----- Available data -----
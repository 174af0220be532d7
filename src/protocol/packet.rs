// SPDX-License-Identifier: MPL-2.0
// This Source Code Form is subject to the terms of the Mozilla Public
// License, v. 2.0. If a copy of the MPL was not distributed with this
// file, You can obtain one at https://mozilla.org/MPL/2.0/.

//! Engine.IO v3 and Socket.IO v2 text packet codec.
//!
//! Each WebSocket text frame carries one Engine.IO packet: a type digit
//! followed by data. Engine `message` packets in turn carry one Socket.IO
//! packet:
//!
//! ```text
//! 42/api/v2/socket_io,["update",{"path":"/htr/1/status","body":{}}]
//! ││└──── namespace ──┘ └─────────── [event name, payload] ───────┘
//! │└ socket packet type (2 = event)
//! └ engine packet type (4 = message)
//! ```
//!
//! Binary attachments are not supported.

use serde::Deserialize;
use serde_json::Value;

use crate::error::ParseError;

/// Namespace used when a packet names none.
pub const DEFAULT_NAMESPACE: &str = "/";

/// Handshake carried by the engine `open` packet.
#[derive(Debug, Clone, PartialEq, Eq, Deserialize)]
#[serde(rename_all = "camelCase")]
pub struct Handshake {
    /// Engine session id.
    pub sid: String,
    /// Transports the server offers to upgrade to.
    #[serde(default)]
    pub upgrades: Vec<String>,
    /// Interval in milliseconds at which the client should ping.
    pub ping_interval: u64,
    /// Milliseconds after a ping before the server gives up on the client.
    pub ping_timeout: u64,
}

/// An Engine.IO packet.
#[derive(Debug, Clone, PartialEq)]
pub enum EnginePacket {
    /// Session opened (`0`).
    Open(Handshake),
    /// Session closed (`1`).
    Close,
    /// Heartbeat probe (`2`).
    Ping(String),
    /// Heartbeat reply (`3`).
    Pong(String),
    /// Application payload (`4`).
    Message(String),
    /// Transport upgrade (`5`).
    Upgrade,
    /// No-op (`6`).
    Noop,
}

impl EnginePacket {
    /// Decodes one text frame.
    ///
    /// # Errors
    ///
    /// Returns `ParseError::InvalidPacket` for an empty frame or unknown
    /// type, or `ParseError::Json` for a malformed handshake.
    pub fn decode(frame: &str) -> Result<Self, ParseError> {
        let mut chars = frame.chars();
        let kind = chars
            .next()
            .ok_or_else(|| ParseError::InvalidPacket("empty frame".to_string()))?;
        let data = chars.as_str();

        match kind {
            '0' => Ok(Self::Open(serde_json::from_str(data)?)),
            '1' => Ok(Self::Close),
            '2' => Ok(Self::Ping(data.to_string())),
            '3' => Ok(Self::Pong(data.to_string())),
            '4' => Ok(Self::Message(data.to_string())),
            '5' => Ok(Self::Upgrade),
            '6' => Ok(Self::Noop),
            other => Err(ParseError::InvalidPacket(format!(
                "unknown engine packet type '{other}'"
            ))),
        }
    }

    /// Encodes the packet as a text frame.
    ///
    /// `Open` is server-only; it encodes as a bare `0`.
    #[must_use]
    pub fn encode(&self) -> String {
        match self {
            Self::Open(_) => "0".to_string(),
            Self::Close => "1".to_string(),
            Self::Ping(data) => format!("2{data}"),
            Self::Pong(data) => format!("3{data}"),
            Self::Message(data) => format!("4{data}"),
            Self::Upgrade => "5".to_string(),
            Self::Noop => "6".to_string(),
        }
    }
}

/// Socket.IO packet type.
#[derive(Debug, Clone, Copy, PartialEq, Eq)]
pub enum SocketPacketKind {
    /// Namespace connect (`0`).
    Connect,
    /// Namespace disconnect (`1`).
    Disconnect,
    /// Named event (`2`).
    Event,
    /// Event acknowledgement (`3`).
    Ack,
    /// Namespace error (`4`).
    Error,
    /// Event with binary attachments (`5`).
    BinaryEvent,
    /// Acknowledgement with binary attachments (`6`).
    BinaryAck,
}

impl SocketPacketKind {
    fn from_digit(digit: char) -> Option<Self> {
        match digit {
            '0' => Some(Self::Connect),
            '1' => Some(Self::Disconnect),
            '2' => Some(Self::Event),
            '3' => Some(Self::Ack),
            '4' => Some(Self::Error),
            '5' => Some(Self::BinaryEvent),
            '6' => Some(Self::BinaryAck),
            _ => None,
        }
    }

    fn digit(self) -> char {
        match self {
            Self::Connect => '0',
            Self::Disconnect => '1',
            Self::Event => '2',
            Self::Ack => '3',
            Self::Error => '4',
            Self::BinaryEvent => '5',
            Self::BinaryAck => '6',
        }
    }
}

/// A Socket.IO packet.
#[derive(Debug, Clone, PartialEq)]
pub struct SocketPacket {
    /// Packet type.
    pub kind: SocketPacketKind,
    /// Namespace, possibly with a `?query` suffix on connect packets.
    pub namespace: String,
    /// Acknowledgement id.
    pub id: Option<u64>,
    /// JSON data.
    pub data: Option<Value>,
}

impl SocketPacket {
    /// Creates a namespace connect packet. `namespace` may carry a query.
    #[must_use]
    pub fn connect(namespace: impl Into<String>) -> Self {
        Self {
            kind: SocketPacketKind::Connect,
            namespace: namespace.into(),
            id: None,
            data: None,
        }
    }

    /// Creates a namespace disconnect packet.
    #[must_use]
    pub fn disconnect(namespace: impl Into<String>) -> Self {
        Self {
            kind: SocketPacketKind::Disconnect,
            namespace: namespace.into(),
            id: None,
            data: None,
        }
    }

    /// Creates an event packet carrying `[name]` or `[name, payload]`.
    #[must_use]
    pub fn event(namespace: impl Into<String>, name: &str, payload: Option<&Value>) -> Self {
        let mut data = vec![Value::from(name)];
        if let Some(payload) = payload {
            data.push(payload.clone());
        }
        Self {
            kind: SocketPacketKind::Event,
            namespace: namespace.into(),
            id: None,
            data: Some(Value::Array(data)),
        }
    }

    /// Returns the namespace without any query suffix.
    #[must_use]
    pub fn namespace_path(&self) -> &str {
        self.namespace
            .split_once('?')
            .map_or(self.namespace.as_str(), |(path, _)| path)
    }

    /// Returns the event name and payload of an event packet.
    #[must_use]
    pub fn event_parts(&self) -> Option<(&str, Option<&Value>)> {
        if self.kind != SocketPacketKind::Event {
            return None;
        }
        let items = self.data.as_ref()?.as_array()?;
        let name = items.first()?.as_str()?;
        Some((name, items.get(1)))
    }

    /// Decodes the payload of an engine `message` packet.
    ///
    /// # Errors
    ///
    /// Returns `ParseError::InvalidPacket` for an unknown type or binary
    /// packet, or `ParseError::Json` for malformed data.
    pub fn decode(text: &str) -> Result<Self, ParseError> {
        let mut chars = text.chars();
        let digit = chars
            .next()
            .ok_or_else(|| ParseError::InvalidPacket("empty socket packet".to_string()))?;
        let kind = SocketPacketKind::from_digit(digit).ok_or_else(|| {
            ParseError::InvalidPacket(format!("unknown socket packet type '{digit}'"))
        })?;
        if matches!(kind, SocketPacketKind::BinaryEvent | SocketPacketKind::BinaryAck) {
            return Err(ParseError::InvalidPacket(
                "binary packets are not supported".to_string(),
            ));
        }

        let mut rest = chars.as_str();
        let namespace = if rest.starts_with('/') {
            let (namespace, tail) = rest.split_once(',').unwrap_or((rest, ""));
            rest = tail;
            namespace.to_string()
        } else {
            DEFAULT_NAMESPACE.to_string()
        };

        let digits = rest.bytes().take_while(u8::is_ascii_digit).count();
        let id = if digits > 0 {
            let id = rest[..digits]
                .parse()
                .map_err(|_| ParseError::InvalidPacket(format!("invalid ack id in '{text}'")))?;
            rest = &rest[digits..];
            Some(id)
        } else {
            None
        };

        let data = if rest.is_empty() {
            None
        } else {
            Some(serde_json::from_str(rest)?)
        };

        Ok(Self {
            kind,
            namespace,
            id,
            data,
        })
    }

    /// Encodes the packet as the payload of an engine `message` packet.
    #[must_use]
    pub fn encode(&self) -> String {
        let mut out = String::new();
        out.push(self.kind.digit());
        let has_tail = self.id.is_some() || self.data.is_some();
        if self.namespace != DEFAULT_NAMESPACE {
            out.push_str(&self.namespace);
            if has_tail {
                out.push(',');
            }
        }
        if let Some(id) = self.id {
            out.push_str(&id.to_string());
        }
        if let Some(data) = &self.data {
            out.push_str(&data.to_string());
        }
        out
    }

    /// Wraps the packet in an engine `message` frame.
    #[must_use]
    pub fn to_frame(&self) -> String {
        EnginePacket::Message(self.encode()).encode()
    }
}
-----
## What the exercise asks
Transcribe only, please, the lines from the first line of the records through the line with "on the client.". Both of those lines are included.

## Exercise result
repository 174af0220be532d7
filename src/protocol/packet.rs
// SPDX-License-Identifier: MPL-2.0
// This Source Code Form is subject to the terms of the Mozilla Public
// License, v. 2.0. If a copy of the MPL was not distributed with this
// file, You can obtain one at https://mozilla.org/MPL/2.0/.

//! Engine.IO v3 and Socket.IO v2 text packet codec.
//!
//! Each WebSocket text frame carries one Engine.IO packet: a type digit
//! followed by data. Engine `message` packets in turn carry one Socket.IO
//! packet:
//!
//! ```text
//! 42/api/v2/socket_io,["update",{"path":"/htr/1/status","body":{}}]
//! ││└──── namespace ──┘ └─────────── [event name, payload] ───────┘
//! │└ socket packet type (2 = event)
//! └ engine packet type (4 = message)
//! ```
//!
//! Binary attachments are not supported.

use serde::Deserialize;
use serde_json::Value;

use crate::error::ParseError;

/// Namespace used when a packet names none.
pub const DEFAULT_NAMESPACE: &str = "/";

/// Handshake carried by the engine `open` packet.
#[derive(Debug, Clone, PartialEq, Eq, Deserialize)]
#[serde(rename_all = "camelCase")]
pub struct Handshake {
    /// Engine session id.
    pub sid: String,
    /// Transports the server offers to upgrade to.
    #[serde(default)]
    pub upgrades: Vec<String>,
    /// Interval in milliseconds at which the client should ping.
    pub ping_interval: u64,
    /// Milliseconds after a ping before the server gives up on the client.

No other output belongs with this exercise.